Part of why many students end up disliking math, or convincing themselves that they are bad at math, comes from this emphasis on formulas and notation and methods at the expense of actually deep understanding of the naturally fascinating things mathematicians explore. It's understandable that many students (and adults) get frustrated at memorizing context-free strings of symbols and methods to manipulate them.
This goes against what math is really about. The essence of mathematics is recognizing interesting patterns in interesting abstractions of reality and finding properties of those patterns and abstractions. This is inherently a much more creative field than the dry symbol manipulation taught conventionally.

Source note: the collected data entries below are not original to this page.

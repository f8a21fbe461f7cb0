use embedded_hal::delay::DelayNs;
use std::thread::sleep;
use std::time::Duration;

/// Blocking delay backed by `std::thread::sleep`, which never returns early.
#[derive(Debug, Default, Clone, Copy)]
pub struct StdDelay;

impl DelayNs for StdDelay {
    fn delay_ns(&mut self, ns: u32) {
        sleep(Duration::from_nanos(ns.into()));
    }

    fn delay_us(&mut self, us: u32) {
        sleep(Duration::from_micros(us.into()));
    }

    fn delay_ms(&mut self, ms: u32) {
        sleep(Duration::from_millis(ms.into()));
    }
}

#[cfg(test)]
mod tests {
    use super::*;
    use std::time::Instant;

    #[test]
    fn test_delay_ms_waits_at_least_requested() {
        let start = Instant::now();
        StdDelay.delay_ms(16);
        assert!(start.elapsed() >= Duration::from_millis(16));
    }
}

My favorite part of the article is when they talk about The Soul of Mathematics:
At the heart of mathematics is a need to understand structures, real or imagined. This is a profoundly speculative and creative exercise: a strange type of higher dimensional shape might hint that it has some interesting properties; a data set describing Ebola infection rates could roughly fit the same pattern as uranium atoms undergoing atomic decay. The job of the mathematician is to find and, far more importantly, explain these kinds of properties and relationships.
While it is important for students to work through a few basic problems at every level of mathematics they encounter, we live in an era when, once an understanding of the underlying concepts is mastered, one can turn to calculators or computer programs to do the mindless symbolic manipulations needed to get an answer. Pedagogy needs to move away from finding the answer, and toward understanding why this is the answer and why we care about the answer.
Mathematics is unique among human endeavors because it combines our most "right brained" creative, abstract, imaginative instincts with our most "left brained" logical, evidence-based, focused instincts. Math is about making a poetry out of pure reason and about abstractions based on seeing patterns in our world, and it is very sad that so few people ever get to experience this.
Lockhart's entire essay is a beautifully and passionately written plea for a better way of educating students to truly understand the wonderful world of mathematics. Anyone who has any interest in math and math education should read the whole thing.
I went into computer science to avoid math. :-)
You can do that? How did you get through algorithms without math?